Its a pervasive problem in Canada, primarily with specialists, even in populated areas. My girlfriend had to wait 6 months for a gastroscopy, is 3 months into a wait for a PH test, and about 4 months out from surgery for badly progressed Barret's syndrome.
Canadian healthcare works fine for basic checkups and doctor visits, but fails miserably when it comes to spcialists. Finland, highly lauded as one of the best socialized healthcare systems as well, suffers the same problem: my Aunt died during the waiting period from Breast Cancer because of the nonsense, and had previously lost the 'doctor lottery' which is a way to describe how you get screwed if the doctor you're assigned to there is terrible. This is what the 'death panel' talk is really about, insane waiting lists that kill needing patients because they didn't get priority.

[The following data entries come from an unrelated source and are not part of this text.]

//! Unified configuration system for Argus.
//!
//! Reads `argus.toml` from the working directory (or an explicit path).
//! Layering is file → environment → CLI flags, in that order.
//!
//! # Configuration File Format
//!
//! ```toml
//! default_poll_interval_minutes = 5
//! max_concurrent_issues = 3
//! max_coding_iterations = 5
//! branch_prefix = "argus/"
//! dry_run = false
//! log_level = "info"
//!
//! [[repos]]
//! platform = "github"
//! owner = "demo"
//! name = "app"
//! poll_interval_minutes = 5
//!
//! [notifier]
//! enabled = false
//! host = "smtp.example.com"
//! port = 587
//! security = "starttls"
//! username = "argus"
//! from = "argus@example.com"
//! to = ["oncall@example.com"]
//! ```

use anyhow::{Context, Result, anyhow};
use serde::{Deserialize, Serialize};
use std::fmt;
use std::path::Path;
use std::str::FromStr;

/// A repository the agent watches.
#[derive(Debug, Clone, PartialEq, Eq, Hash, Serialize, Deserialize)]
pub struct RepoDescriptor {
    pub platform: String,
    pub owner: String,
    pub name: String,
    /// Minutes between polls; falls back to `default_poll_interval_minutes`.
    #[serde(default)]
    pub poll_interval_minutes: Option<u64>,
}

impl RepoDescriptor {
    pub fn new(platform: &str, owner: &str, name: &str) -> Self {
        Self {
            platform: platform.to_string(),
            owner: owner.to_string(),
            name: name.to_string(),
            poll_interval_minutes: None,
        }
    }

    /// Stable key: `"platform:owner/name"`.
    pub fn key(&self) -> String {
        format!("{}:{}/{}", self.platform, self.owner, self.name)
    }

    /// `"owner/name"` as the forge APIs expect it.
    pub fn full_name(&self) -> String {
        format!("{}/{}", self.owner, self.name)
    }
}

impl fmt::Display for RepoDescriptor {
    fn fmt(&self, f: &mut fmt::Formatter<'_>) -> fmt::Result {
        write!(f, "{}", self.key())
    }
}

/// Minimum level emitted to the tracing subscriber.
#[derive(Debug, Clone, Copy, PartialEq, Eq, Default, Serialize, Deserialize)]
#[serde(rename_all = "lowercase")]
pub enum LogLevel {
    Debug,
    #[default]
    Info,
    Warn,
    Error,
}

impl LogLevel {
    pub fn as_str(&self) -> &'static str {
        match self {
            Self::Debug => "debug",
            Self::Info => "info",
            Self::Warn => "warn",
            Self::Error => "error",
        }
    }
}

impl fmt::Display for LogLevel {
    fn fmt(&self, f: &mut fmt::Formatter<'_>) -> fmt::Result {
        f.write_str(self.as_str())
    }
}

impl FromStr for LogLevel {
    type Err = anyhow::Error;

    fn from_str(s: &str) -> Result<Self, Self::Err> {
        match s.to_lowercase().as_str() {
            "debug" => Ok(Self::Debug),
            "info" => Ok(Self::Info),
            "warn" => Ok(Self::Warn),
            "error" => Ok(Self::Error),
            _ => Err(anyhow!(
                "Invalid log level '{}'. Valid values: debug, info, warn, error",
                s
            )),
        }
    }
}

/// SMTP notifier settings. The transport itself lives behind the
/// `Notifier` port; these fields configure whichever implementation is
/// wired in.
#[derive(Debug, Clone, Default, Serialize, Deserialize)]
pub struct NotifierConfig {
    #[serde(default)]
    pub enabled: bool,
    #[serde(default)]
    pub host: String,
    #[serde(default = "default_smtp_port")]
    pub port: u16,
    /// "none", "starttls", or "tls".
    #[serde(default)]
    pub security: String,
    #[serde(default)]
    pub username: String,
    /// Password comes from `ARGUS_SMTP_PASSWORD`, never the config file.
    #[serde(default)]
    pub from: String,
    #[serde(default)]
    pub to: Vec<String>,
}

fn default_smtp_port() -> u16 {
    587
}

fn default_poll_interval() -> u64 {
    5
}

fn default_max_concurrent() -> usize {
    3
}

fn default_max_iterations() -> u32 {
    5
}

fn default_branch_prefix() -> String {
    "argus/".to_string()
}

/// Runtime configuration for the agent.
#[derive(Debug, Clone, Serialize, Deserialize)]
pub struct AgentConfig {
    #[serde(default)]
    pub repos: Vec<RepoDescriptor>,
    #[serde(default = "default_poll_interval")]
    pub default_poll_interval_minutes: u64,
    #[serde(default = "default_max_concurrent")]
    pub max_concurrent_issues: usize,
    #[serde(default = "default_max_iterations")]
    pub max_coding_iterations: u32,
    #[serde(default = "default_branch_prefix")]
    pub branch_prefix: String,
    #[serde(default)]
    pub dry_run: bool,
    #[serde(default)]
    pub log_level: LogLevel,
    #[serde(default)]
    pub notifier: NotifierConfig,
}

impl Default for AgentConfig {
    fn default() -> Self {
        Self {
            repos: Vec::new(),
            default_poll_interval_minutes: default_poll_interval(),
            max_concurrent_issues: default_max_concurrent(),
            max_coding_iterations: default_max_iterations(),
            branch_prefix: default_branch_prefix(),
            dry_run: false,
            log_level: LogLevel::default(),
            notifier: NotifierConfig::default(),
        }
    }
}

impl AgentConfig {
    /// Load and validate configuration from a TOML file.
    pub fn load(path: &Path) -> Result<Self> {
        let content = std::fs::read_to_string(path)
            .with_context(|| format!("Failed to read config file {}", path.display()))?;
        let config: AgentConfig = toml::from_str(&content)
            .with_context(|| format!("Failed to parse config file {}", path.display()))?;
        config.validate()?;
        Ok(config)
    }

    /// Validate ranges and required fields.
    pub fn validate(&self) -> Result<()> {
        if self.default_poll_interval_minutes < 1 {
            anyhow::bail!("default_poll_interval_minutes must be at least 1");
        }
        if self.max_concurrent_issues == 0 {
            anyhow::bail!("max_concurrent_issues must be at least 1");
        }
        if self.max_coding_iterations == 0 {
            anyhow::bail!("max_coding_iterations must be at least 1");
        }
        if self.branch_prefix.is_empty() {
            anyhow::bail!("branch_prefix must not be empty");
        }
        for repo in &self.repos {
            if repo.platform.is_empty() || repo.owner.is_empty() || repo.name.is_empty() {
                anyhow::bail!("repo entries require platform, owner, and name");
            }
            if let Some(interval) = repo.poll_interval_minutes {
                if interval < 1 {
                    anyhow::bail!("poll_interval_minutes for {} must be at least 1", repo.key());
                }
            }
        }
        if self.notifier.enabled && self.notifier.host.is_empty() {
            anyhow::bail!("notifier.host is required when the notifier is enabled");
        }
        Ok(())
    }

    /// Effective poll interval for a repo, in minutes.
    pub fn poll_interval_for(&self, repo: &RepoDescriptor) -> u64 {
        repo.poll_interval_minutes
            .unwrap_or(self.default_poll_interval_minutes)
    }
}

The problem with US healthcare costs is mostly related to emergency care and major procedures, which tends to have problems in every socialized medicine implementation in the world as well. Yeah, I think costs could come down as well as basic preventive medicine be more practiced by standardizing basic visits and screenings, which hopefully the ACA will help with. However, I'm against making the other half of the pie public. There's a reason there's tons of doctors offices on the US side of the Canadian border...they scoot over the border to get immediate care needs and specialist services.